Wenn diese Art „geistiger Impuls“ wie im Video präsentiert in einem meiner Gottesdienste gegeben würde, würde ich sofort das Ältestenteam zur einer Bewertung aufrufen. Mein eigenes Plädoyer wäre, dieses Wort als „nicht für die Gemeinde verwendbar“ zu verwerfen. Das Video ist kein geistiger Impuls, sondern vielmehr persönlich unausgereifte Meinung und diese auch noch unweise und beleidigend vorgetragen. Ihr abschließendes Gebet „im Namen Jesus“ kann ich nicht mit gutem Gewissen mitbeten.

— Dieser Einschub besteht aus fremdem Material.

//! 测试会话 - 编排层
//!
//! ## 职责
//!
//! 一个学生 × 一个模块的测试作答会话，是界面唯一需要持有的对象。
//!
//! ## 核心功能
//!
//! 1. **打开**：镜像服务端作答状态，从后端恢复当前作答的草稿
//! 2. **编辑**：写入草稿并安排保存（选择题立即，文本题防抖）
//! 3. **预填**：从历史作答复制答案
//! 4. **提交**：确认 → 保存剩余草稿 → 关闭作答 → 轮询反馈
//! 5. **关闭**：取消尚未触发的保存，停止轮询

use std::collections::HashSet;
use std::sync::Arc;

use tokio::sync::watch;
use tracing::{info, warn};

use crate::clients::Backend;
use crate::config::Config;
use crate::error::{AppError, AppResult};
use crate::models::{
    DraftAnswer, Origin, Question, QuestionFeedback, SessionCtx, SubmissionStatus,
};
use crate::services::{
    AttemptManager, AttemptPhase, DraftChange, DraftSnapshot, DraftStore, FeedbackBoard,
    FeedbackSnapshot, PersistenceScheduler, SaveStatus,
};
use crate::utils::logging;
use crate::workflow::{
    FeedbackPoller, NextStep, PollHandle, PollOutcome, PrefillReconciler, PrefillReport,
    SubmissionOrchestrator, SubmitAttempt, SubmitCheck, UnansweredQuestion,
};

/// 测试会话
pub struct TestSession {
    config: Config,
    ctx: SessionCtx,
    backend: Arc<dyn Backend>,
    questions: Vec<Question>,
    store: Arc<DraftStore>,
    scheduler: PersistenceScheduler,
    attempts: AttemptManager,
    prefill: PrefillReconciler,
    submission: SubmissionOrchestrator,
    board: Arc<FeedbackBoard>,
    poller: Option<PollHandle>,
}

impl TestSession {
    /// 打开会话
    ///
    /// 后端不可达时默认第一次作答；没有已保存的答案是正常的空状态。
    pub async fn open(
        config: Config,
        backend: Arc<dyn Backend>,
        ctx: SessionCtx,
        questions: Vec<Question>,
    ) -> Self {
        let mut attempts = AttemptManager::new(ctx.clone());
        attempts.refresh(backend.as_ref()).await;

        let attempt = match (attempts.phase(), attempts.status()) {
            (AttemptPhase::Editable(n), _) => n,
            (_, Some(status)) => status.current_attempt.max(1),
            _ => 1,
        };

        let store = Arc::new(DraftStore::new(attempt));
        let scheduler = PersistenceScheduler::new(
            Arc::clone(&backend),
            Arc::clone(&store),
            ctx.clone(),
            &questions,
            config.debounce(),
            config.status_clear(),
        );

        let mut session = Self {
            prefill: PrefillReconciler::new(ctx.clone(), questions.clone()),
            submission: SubmissionOrchestrator::new(ctx.clone()),
            board: Arc::new(FeedbackBoard::new()),
            poller: None,
            config,
            ctx,
            backend,
            questions,
            store,
            scheduler,
            attempts,
        };

        let restored = match session.attempts.phase() {
            AttemptPhase::Editable(n) => session.hydrate(n).await,
            _ => 0,
        };

        logging::log_session_open(
            &session.ctx,
            session.attempts.phase(),
            session.questions.len(),
            restored,
        );

        // 上一次作答刚关闭，反馈可能仍在生成
        if let AttemptPhase::Editable(n) = session.attempts.phase() {
            if n > 1 {
                session.watch_feedback(n - 1);
            }
        }

        session
    }

    async fn hydrate(&self, attempt: u32) -> usize {
        match self
            .backend
            .my_answers(&self.ctx.student_id, &self.ctx.module_id, attempt)
            .await
        {
            Ok(answers) => self.store.hydrate(
                attempt,
                answers
                    .into_iter()
                    .filter(|a| a.attempt == attempt)
                    .map(|a| (a.question_id, a.value)),
            ),
            Err(e) => {
                warn!("{} ⚠️ 恢复第 {} 次作答的草稿失败: {}", self.ctx, attempt, e);
                0
            }
        }
    }

    // ========== 状态 ==========

    pub fn ctx(&self) -> &SessionCtx {
        &self.ctx
    }

    pub fn questions(&self) -> &[Question] {
        &self.questions
    }

    pub fn phase(&self) -> AttemptPhase {
        self.attempts.phase()
    }

    pub fn current_attempt(&self) -> Option<u32> {
        self.attempts.current_attempt()
    }

    pub fn submission_status(&self) -> Option<&SubmissionStatus> {
        self.attempts.status()
    }

    // ========== 草稿 ==========

    fn ensure_editable(&self) -> AppResult<u32> {
        match self.attempts.phase() {
            AttemptPhase::Editable(n) => Ok(n),
            AttemptPhase::AllDone => Err(AppError::AllAttemptsDone),
            AttemptPhase::Submitted(n) => Err(AppError::AttemptClosed { attempt: n }),
            AttemptPhase::Unstarted => Err(AppError::AttemptClosed { attempt: 0 }),
        }
    }

    fn ensure_question(&self, question_id: &str) -> AppResult<()> {
        if self.questions.iter().any(|q| q.id == question_id) {
            Ok(())
        } else {
            Err(AppError::UnknownQuestion {
                question_id: question_id.to_string(),
            })
        }
    }

    /// 写入答案；值有变化时安排保存
    pub fn set_answer(&self, question_id: &str, value: &str) -> AppResult<DraftChange> {
        self.ensure_editable()?;
        self.ensure_question(question_id)?;

        let change = self.store.set(question_id, value);
        if change.needs_save() {
            self.scheduler.schedule(question_id)?;
        }
        Ok(change)
    }

    /// 清空答案（会发送删除信号）
    pub fn clear_answer(&self, question_id: &str) -> AppResult<DraftChange> {
        self.ensure_editable()?;
        self.ensure_question(question_id)?;

        let change = self.store.clear(question_id);
        if change.needs_save() {
            self.scheduler.schedule(question_id)?;
        }
        Ok(change)
    }

    pub fn answer(&self, question_id: &str) -> Option<DraftAnswer> {
        self.store.get(question_id)
    }

    /// 是否仍显示"复制自第 n 次作答"标记
    pub fn prefilled_from(&self, question_id: &str) -> Option<u32> {
        match self.store.get(question_id)?.origin {
            Origin::Prefilled { from_attempt } => Some(from_attempt),
            Origin::Typed => None,
        }
    }

    pub fn drafts(&self) -> DraftSnapshot {
        self.store.snapshot()
    }

    pub fn answered_count(&self) -> usize {
        self.store.answered_count()
    }

    pub fn unanswered(&self) -> Vec<UnansweredQuestion> {
        SubmissionOrchestrator::unanswered(&self.questions, &self.store)
    }

    /// 手动保存（"保存进度"）
    pub async fn save_now(&self, question_id: &str) -> AppResult<()> {
        self.ensure_editable()?;
        self.scheduler.save_now(question_id).await
    }

    pub fn save_status(&self) -> watch::Receiver<SaveStatus> {
        self.scheduler.status()
    }

    pub fn pending_saves(&self) -> usize {
        self.scheduler.pending_count()
    }

    // ========== 预填 ==========

    /// 加载可预填的历史作答，返回来源数量
    pub async fn load_prefill_sources(&mut self) -> usize {
        let completed = self.attempts.completed_attempts();
        self.prefill
            .load_sources(self.backend.as_ref(), &completed)
            .await
    }

    pub fn prefill(&self) -> &PrefillReconciler {
        &self.prefill
    }

    pub fn prefill_mut(&mut self) -> &mut PrefillReconciler {
        &mut self.prefill
    }

    pub async fn prefill_all(&self, from_attempt: u32) -> AppResult<PrefillReport> {
        self.ensure_editable()?;
        self.prefill
            .prefill_all(from_attempt, &self.store, &self.scheduler)
            .await
    }

    pub async fn prefill_selected(&mut self) -> AppResult<PrefillReport> {
        self.ensure_editable()?;
        self.prefill
            .prefill_selected(&self.store, &self.scheduler)
            .await
    }

    // ========== 提交 ==========

    pub fn check_submission(&self) -> AppResult<SubmitCheck> {
        let attempt = self.ensure_editable()?;
        self.submission
            .check(&self.questions, &self.store, &self.attempts, attempt)
    }

    /// 提交当前作答
    ///
    /// 成功且还有剩余作答机会时自动开始轮询反馈。
    pub async fn submit(&mut self, confirm_partial: bool) -> AppResult<SubmitAttempt> {
        let attempt = self.ensure_editable()?;
        // 提交成功后草稿会被清空，先记下哪些题有答案
        let answered: HashSet<String> = self.store.snapshot().entries.into_keys().collect();
        let result = self
            .submission
            .submit(
                self.backend.as_ref(),
                &self.questions,
                &self.store,
                &self.scheduler,
                &mut self.attempts,
                attempt,
                confirm_partial,
            )
            .await?;

        if let SubmitAttempt::Submitted(outcome) = &result {
            match outcome.next {
                NextStep::AwaitFeedback { attempt } => self.start_polling(attempt, answered),
                NextStep::SurveyCompletion => {
                    info!("{} 🎉 所有作答已完成，进入问卷", self.ctx)
                }
            }
        }

        Ok(result)
    }

    // ========== 反馈 ==========

    /// 开始（或重新开始）轮询某次已关闭作答的反馈
    pub fn watch_feedback(&mut self, attempt: u32) {
        self.start_polling(attempt, HashSet::new());
    }

    fn start_polling(&mut self, attempt: u32, known: HashSet<String>) {
        self.stop_feedback();
        let poller = FeedbackPoller::new(
            Arc::clone(&self.backend),
            self.ctx.clone(),
            Arc::clone(&self.board),
            self.config.poll_interval(),
            self.config.max_polls,
        );
        self.poller = Some(poller.spawn(attempt, known));
    }

    /// 超时后手动刷新
    pub fn refresh_feedback(&mut self) -> bool {
        let attempt = self
            .poller
            .as_ref()
            .map(PollHandle::attempt)
            .or(self.board.snapshot().attempt);
        match attempt {
            Some(attempt) => {
                self.watch_feedback(attempt);
                true
            }
            None => false,
        }
    }

    /// 等待当前轮询结束
    pub async fn wait_feedback(&mut self) -> Option<PollOutcome> {
        self.poller.take()?.join().await
    }

    pub fn is_polling(&self) -> bool {
        self.poller.as_ref().is_some_and(|p| !p.is_finished())
    }

    pub fn feedback(&self) -> watch::Receiver<FeedbackSnapshot> {
        self.board.subscribe()
    }

    pub fn feedback_state(&self, question_id: &str) -> QuestionFeedback {
        self.board.snapshot().state_for(question_id)
    }

    fn stop_feedback(&mut self) {
        if let Some(poller) = self.poller.take() {
            poller.stop();
        }
    }

    // ========== 生命周期 ==========

    /// 离开页面：不再安排新的保存，已触发的保存继续完成；停止轮询
    pub fn close(&mut self) {
        self.scheduler.shutdown();
        self.stop_feedback();
    }
}

impl Drop for TestSession {
    fn drop(&mut self) {
        self.close();
    }
}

Anstelle für ein fragwürdiges Ansinnen intensiv zu fasten und zu beten empfehle ich ein neues Suchen von Gott in Seinem Wort. Lasst uns Ihn und seine Größe in der Bibel neu entdecken und Ihn fragen, wie wir Seiner Souveränität in diesen interessanten Zeiten vertrauen können und das beste für Sein Reich auch in der Corona Zeit tun können.
Ja, es gibt Sachen, für die es sich lohnt zu fasten und zu beten. Auch ohne Panik und Hype können wir dafür beten, dass Gottes Reich sich unter uns ausbreitet.